If you’re interested in this stuff and you collect it or airsoft or use tactical gear for whatever hobby you happen to enjoy and therefore get to choose the pattern you wear, the lack of variety in the look of military kit these days probably doesn’t exactly thrill you. Hence the resurgence of popularity in the likes of US Woodland and temperate Flecktarn. If you look at just Europe in the late 20th century, an awful lot of countries had their own unique temperate and arid environment patterns. You had both types of DPM, Flecktarn, Norwegian M98, Swedish M90, Danish M84, Italian Vegetata, Begian Jigsaw… and the list goes on (if some of those are uniform rather than pattern designations I apologise, I’m just going off Camopedia).
Personally I was really getting in to all this gear stuff shortly before the initial release of ATACS-AU and at that time the only options for camouflage apparel out there were essentially either military surplus uniforms, some replicas thereof and maybe Multicam if you were throwing money around and knew where to get it (certainly the case in Europe). So when ATACS was due to first release, there was a lot of hype generated. It was the first commercial pattern to hit the market in a big way for some years and people were very interested in any alternative to the common selection of surplus BDUs that had been floating around for a couple of decades by that point. Multicam wasn’t anywhere near as popular or widespread as it is now and a lot of people simply didn’t understand the merits of a transitional pattern because they basically didn’t exist in any quantity before MC came along. Obviously you might debate that based on the colour palettes of some older stuff out there, but the concept itself only really gained big traction in the west in the 00s.

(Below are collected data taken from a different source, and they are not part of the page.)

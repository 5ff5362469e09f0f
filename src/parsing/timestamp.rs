//! Date-order detection and timestamp construction.
//!
//! `01/02/23` is ambiguous on its own, so the order is settled once for the
//! whole export: every header votes for the orders under which its date is
//! valid, and the order with most votes wins. A single export never mixes
//! locales, so lines are never re-sniffed individually.

use chrono::{NaiveDate, NaiveDateTime, NaiveTime};
use serde::{Deserialize, Serialize};

use super::header::{Meridiem, RawStamp};
use crate::config::DateOrder;

/// A concrete date component order, as resolved for one export.
#[derive(Debug, Clone, Copy, PartialEq, Eq, Hash, Serialize, Deserialize)]
#[serde(rename_all = "kebab-case")]
pub enum FieldOrder {
    /// `DD/MM/YY`
    DayFirst,
    /// `MM/DD/YY`
    MonthFirst,
}

impl FieldOrder {
    /// Builds the calendar date for `stamp` under this order.
    pub fn date(self, stamp: &RawStamp) -> Option<NaiveDate> {
        let (day, month) = match self {
            FieldOrder::DayFirst => (stamp.first, stamp.second),
            FieldOrder::MonthFirst => (stamp.second, stamp.first),
        };
        NaiveDate::from_ymd_opt(stamp.year, month, day)
    }
}

impl std::fmt::Display for FieldOrder {
    fn fmt(&self, f: &mut std::fmt::Formatter<'_>) -> std::fmt::Result {
        match self {
            FieldOrder::DayFirst => write!(f, "day-first"),
            FieldOrder::MonthFirst => write!(f, "month-first"),
        }
    }
}

/// Picks the field order for an export.
///
/// A forced order in the configuration wins outright. Otherwise the order
/// under which more header dates are valid is chosen, day-first on a tie.
pub fn resolve_order<'a, I>(stamps: I, preference: DateOrder) -> FieldOrder
where
    I: IntoIterator<Item = &'a RawStamp>,
{
    match preference {
        DateOrder::DayFirst => return FieldOrder::DayFirst,
        DateOrder::MonthFirst => return FieldOrder::MonthFirst,
        DateOrder::Auto => {}
    }

    let mut day_first = 0usize;
    let mut month_first = 0usize;

    for stamp in stamps {
        if FieldOrder::DayFirst.date(stamp).is_some() {
            day_first += 1;
        }
        if FieldOrder::MonthFirst.date(stamp).is_some() {
            month_first += 1;
        }
    }

    if month_first > day_first {
        FieldOrder::MonthFirst
    } else {
        FieldOrder::DayFirst
    }
}

/// Converts the clock fields to a time of day.
///
/// With a meridiem the hour must be 1..=12 (`12 am` is midnight, `12 pm` noon);
/// without one it must be 0..=23.
pub fn time_of_day(stamp: &RawStamp) -> Option<NaiveTime> {
    let hour = match stamp.meridiem {
        None => stamp.hour,
        Some(_) if !(1..=12).contains(&stamp.hour) => return None,
        Some(Meridiem::Am) => stamp.hour % 12,
        Some(Meridiem::Pm) => stamp.hour % 12 + 12,
    };
    NaiveTime::from_hms_opt(hour, stamp.minute, stamp.seconds)
}

/// Builds the full timestamp, or `None` if the date or time is impossible.
pub fn build_timestamp(stamp: &RawStamp, order: FieldOrder) -> Option<NaiveDateTime> {
    Some(order.date(stamp)?.and_time(time_of_day(stamp)?))
}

In future I’d like to get hold of some more of the old military patterns myself, but my priority is almost always cut and construction over aesthetic and a lot of the old patterns simply haven’t been manufactured in a modern combat cut or using NYCO, so I’ve used what storage space I have available for the commercial offerings that are modern styled and well built. Another factor in this of course is that it’s far more viable for a company to stay up-to-date on their designs than it is for a whole military force to change their adopted uniform every 3 or 4 years.
But for comparison now, working left to right, we have the following, all in 50/50 NYCO:
– PenCott Camouflage GreenZone, UF PRO Strike XT Gen 1 Combat shirt
– Kryptek Outdoor Group Mandrake, PLATATAC Tac Dax Mk2 Combat trousers
– A-Tacs Camo FG, ur-tactical.com Gen 2 Fast Response Trousers
– MultiCam Tropic, TRU-SPEC 1/4 Zip Combat shirt
If you’re searching for a high quality, combat cut of uniform then GreenZone and Tropic are probably your best bets at the time of writing, in Europe and the US respectively. Kryptek was mega popular for a while when HSP was selling it and Plat-A-Tac was manufacturing combat uniforms, and it is still around, but it’s not as common as it once was. ATACS-FG is certainly available and floating about, seems to actually be quite popular with some Russian manufacturers, though I’ve no idea if they use the genuine fabric.
Now you’ve read my thoughts I’d like to hear what your preferences are in the comments. Temperate patterns and/or companies that make them. Or indeed anything else you’d like to put on the table with regard uniforms and camouflage.
mark boardman
wish the pics still worked mate!!
b0mbh34d
Not sure how that happened, it shouldn’t have, but thanks for the heads-up. Now fixed.